From this foundation he says one should then practice movements as part of one's regular discipline, in ZhanZhuang, p15
"When you have learned basics, you can gradually learn movement - only then it will be easy to experience movement in non-movement, movement as non-movement, movement in which movement and non-movement are based on each other. Then it is possible to feel pressure of air on surface of your body, using the force which is result of changes between relax and tension."
The term for this exploration of the body and the subtle friction with the air is called Shì lì 試力 and Mócā bù 摩擦步 (for stepping with legs) in YiQuan. Master Wang gives the following advice for such practices, in Essence of Combat Science, p8:
"In shili there shouldn't be partial, superficial force, especially there shouldn't be unbalanced one directional force. You should observe if the whole body force is round, full or not, if it is possible issuing force at any moment, if there is feeling of mutual reaction between body and surrounding air. Intention shouldn't be broken, spirit shouldn't be dispersed. Light and heavy are ready to be used. If one moves, whole body follows it"
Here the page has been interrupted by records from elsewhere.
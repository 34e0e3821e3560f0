//! Test fixtures and manager helpers.
//!
//! Provides convenience functions for setting up node managers over the
//! in-memory or file store, plus a small relational schema used across
//! the integration tests.

use crate::doubles::CountingStore;
use nodestore_core::{Config, MappingConfig, NodeManager, Relation, Schema, SqlType};
use nodestore_storage::{BackingStore, FileStore, InMemoryStore};
use std::path::{Path, PathBuf};
use std::sync::Arc;
use tempfile::TempDir;

/// A node manager with automatic cleanup.
pub struct TestManager {
    /// The manager instance.
    pub nmgr: Arc<NodeManager>,
    /// Read counter around the backing store.
    pub store: Arc<CountingStore>,
    /// The temporary directory (kept alive to prevent cleanup).
    _temp_dir: Option<TempDir>,
}

impl TestManager {
    /// Creates a manager over a fresh in-memory store.
    pub fn memory() -> Self {
        Self::memory_with(Config::default(), Schema::new())
    }

    /// Creates a manager over a fresh in-memory store with the given
    /// configuration and schema.
    pub fn memory_with(config: Config, schema: Schema) -> Self {
        let store = Arc::new(CountingStore::new(Arc::new(InMemoryStore::new())));
        Self {
            nmgr: open(config, store.clone(), schema),
            store,
            _temp_dir: None,
        }
    }

    /// Creates a manager over a file store in a temporary directory.
    pub fn file() -> Self {
        Self::file_in(TempDir::new().expect("Failed to create temp directory"))
    }

    fn file_in(temp_dir: TempDir) -> Self {
        let file_store = FileStore::open(temp_dir.path()).expect("Failed to open file store");
        let store = Arc::new(CountingStore::new(Arc::new(file_store)));
        Self {
            nmgr: open(Config::default(), store.clone(), Schema::new()),
            store,
            _temp_dir: Some(temp_dir),
        }
    }

    /// Returns the store directory if file-based, None if in-memory.
    pub fn path(&self) -> Option<PathBuf> {
        self._temp_dir.as_ref().map(|d| d.path().to_path_buf())
    }

    /// Drops this manager and opens a new one over the same directory, as
    /// a restarted process would. The directory lock is released first, so
    /// no clone of the old manager may outlive this call.
    ///
    /// # Panics
    ///
    /// Panics on in-memory fixtures.
    pub fn reopen(self) -> Self {
        let Self { nmgr, store, _temp_dir: temp_dir } = self;
        drop(nmgr);
        drop(store);
        Self::file_in(temp_dir.expect("Only file fixtures can be reopened"))
    }
}

impl std::ops::Deref for TestManager {
    type Target = Arc<NodeManager>;

    fn deref(&self) -> &Self::Target {
        &self.nmgr
    }
}

fn open(config: Config, store: Arc<dyn BackingStore>, schema: Schema) -> Arc<NodeManager> {
    NodeManager::new(config, store, schema).expect("Failed to create node manager")
}

/// Runs a test with a manager over a temporary in-memory store.
pub fn with_manager<F, R>(f: F) -> R
where
    F: FnOnce(&Arc<NodeManager>) -> R,
{
    let test = TestManager::memory();
    f(&test.nmgr)
}

/// Runs a test with a manager over a temporary file store.
pub fn with_file_manager<F, R>(f: F) -> R
where
    F: FnOnce(&Arc<NodeManager>, &Path) -> R,
{
    let test = TestManager::file();
    let path = test.path().expect("File manager should have a path");
    f(&test.nmgr, &path)
}

/// Relational fixtures shared by the SQL tests.
pub mod scenarios {
    use super::*;

    /// DDL for the `USERS` and `ORDERS` tables.
    pub const DDL: &str = "\
        CREATE TABLE USERS (ID INTEGER PRIMARY KEY, NAME TEXT, EMAIL TEXT, AGE INTEGER);\n\
        CREATE TABLE ORDERS (ID INTEGER PRIMARY KEY, USER_ID INTEGER, STATUS TEXT, TOTAL REAL);";

    /// Schema mapping `user` onto `USERS` and `order` onto `ORDERS`.
    ///
    /// Users list their orders (addressed by id) under the subnode
    /// relation, and orders reference their user.
    pub fn shop_schema(datasource: &str) -> Schema {
        let schema = Schema::new();
        schema
            .register(
                "user",
                MappingConfig::relational("USERS", datasource)
                    .id_column("ID")
                    .name_column("NAME")
                    .property("name", Relation::primitive("NAME", SqlType::Varchar))
                    .property("email", Relation::primitive("EMAIL", SqlType::Varchar))
                    .property("age", Relation::primitive("AGE", SqlType::Integer))
                    .subnodes(
                        Relation::collection("order")
                            .constraint(nodestore_core::Constraint::columns("ID", "USER_ID"))
                            .order("ID"),
                    ),
            )
            .expect("Failed to register user mapping");
        schema
            .register(
                "order",
                MappingConfig::relational("ORDERS", datasource)
                    .id_column("ID")
                    .property("user", Relation::reference("USER_ID", "user"))
                    .property("status", Relation::primitive("STATUS", SqlType::Varchar))
                    .property("total", Relation::primitive("TOTAL", SqlType::Double)),
            )
            .expect("Failed to register order mapping");
        schema
    }

    /// Schema where users group their orders by `STATUS`.
    pub fn grouped_schema(datasource: &str) -> Schema {
        let schema = shop_schema(datasource);
        schema
            .register(
                "user",
                MappingConfig::relational("USERS", datasource)
                    .id_column("ID")
                    .name_column("NAME")
                    .property("name", Relation::primitive("NAME", SqlType::Varchar))
                    .subnodes(
                        Relation::collection("order")
                            .constraint(nodestore_core::Constraint::columns("ID", "USER_ID"))
                            .group_by("STATUS")
                            .order("ID"),
                    ),
            )
            .expect("Failed to register grouped user mapping");
        schema
    }
}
Here is a video of myself demonstrating an initial zhanzhuang (standing post) training posture, following on to shì lì (force testing) exercises using the arms and eventually incorporating stepping with the legs. I was taught these movements over the space of many days' training at Taolin YiQuan Academy in the countryside north of Beijing - practicing each movement for at least 30 mins straight twice a day:

Here is Vietnamese Zen teacher Thich Nhat Hanh, Mindful Movements: Ten Exercises for Well-Being (2008), p57:
"By bringing one’s body and mind together in the present moment, we can experience peace and a unity with humanity and with all of life."